-- Given information follows --
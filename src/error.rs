//! Custom error types for segprep.

use std::path::PathBuf;
use thiserror::Error;

/// Main error type for the segprep library.
#[derive(Error, Debug)]
pub enum Error {
    /// Failed to load an image file.
    #[error("failed to load image from {path}: {source}")]
    ImageLoad {
        path: PathBuf,
        #[source]
        source: image::ImageError,
    },

    /// Failed to save an image file.
    #[error("failed to save image to {path}: {source}")]
    ImageSave {
        path: PathBuf,
        #[source]
        source: image::ImageError,
    },

    /// A label mask file stores more than 8 bits per sample.
    #[error("label mask {path} is {color}; class indices must be 8-bit")]
    LabelDepth { path: PathBuf, color: String },

    /// Failed to list an input directory.
    #[error("failed to read directory {path}: {source}")]
    ReadDir {
        path: PathBuf,
        #[source]
        source: std::io::Error,
    },

    /// Failed to create an output directory.
    #[error("failed to create directory {path}: {source}")]
    CreateDir {
        path: PathBuf,
        #[source]
        source: std::io::Error,
    },

    /// Image and mask folders hold a different number of files.
    #[error("found {images} images but {masks} masks")]
    PairCountMismatch { images: usize, masks: usize },

    /// An image and the mask paired with it by sort order have different names.
    #[error("image {image} is paired with mask {mask} of a different name")]
    PairNameMismatch { image: PathBuf, mask: PathBuf },

    /// An image and its mask differ in size.
    #[error(
        "image {image} is {image_width}x{image_height} but its mask is {mask_width}x{mask_height}"
    )]
    DimensionMismatch {
        image: PathBuf,
        image_width: u32,
        image_height: u32,
        mask_width: u32,
        mask_height: u32,
    },

    /// Colormap does not describe the declared number of classes.
    #[error("colormap has {colormap_len} colors but {num_classes} classes were declared")]
    ColormapLength {
        colormap_len: usize,
        num_classes: usize,
    },

    /// Colormap is empty, too large, or cannot be parsed.
    #[error("invalid colormap: {reason}")]
    InvalidColormap { reason: String },

    /// The revision ledger file does not exist.
    #[error("revision ledger {path} does not exist")]
    LedgerMissing { path: PathBuf },

    /// The revision ledger is not a mapping of records.
    #[error("revision ledger {path} is malformed: {reason}")]
    LedgerFormat { path: PathBuf, reason: String },

    /// Failed to read or write the revision ledger file.
    #[error("failed to access revision ledger {path}: {source}")]
    LedgerIo {
        path: PathBuf,
        #[source]
        source: std::io::Error,
    },

    /// Failed to parse or serialize the revision ledger.
    #[error("failed to process revision ledger {path}: {source}")]
    LedgerYaml {
        path: PathBuf,
        #[source]
        source: serde_yaml::Error,
    },

    /// No record stored under the requested key.
    #[error("revision ledger {path} has no data for {key}")]
    RevisionNotFound { key: String, path: PathBuf },

    /// A record lacks a field that was asked for.
    #[error("revision {key} does not contain expected field {field}")]
    MissingField { key: String, field: String },

    /// A record field holds a value of the wrong type.
    #[error("revision {key} has an invalid value for {field}: {source}")]
    InvalidField {
        key: String,
        field: String,
        #[source]
        source: serde_yaml::Error,
    },

    /// Invalid parameter value.
    #[error("invalid parameter {name}: {reason}")]
    InvalidParameter { name: String, reason: String },

    /// Shape mismatch in array operations.
    #[error("array shape mismatch: expected {expected}, got {actual}")]
    ShapeMismatch { expected: String, actual: String },
}

/// Result type alias for segprep operations.
pub type Result<T> = std::result::Result<T, Error>;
-- Given information concluded --
What needs to be done ▸
Produce only the lines from the line containing "number of files." through the line containing "is paired with", inclusive of both, exactly as they stand in the entries above.

Result for this task ▸
    /// Image and mask folders hold a different number of files.
    #[error("found {images} images but {masks} masks")]
    PairCountMismatch { images: usize, masks: usize },

    /// An image and the mask paired with it by sort order have different names.
    #[error("image {image} is paired with mask {mask} of a different name")]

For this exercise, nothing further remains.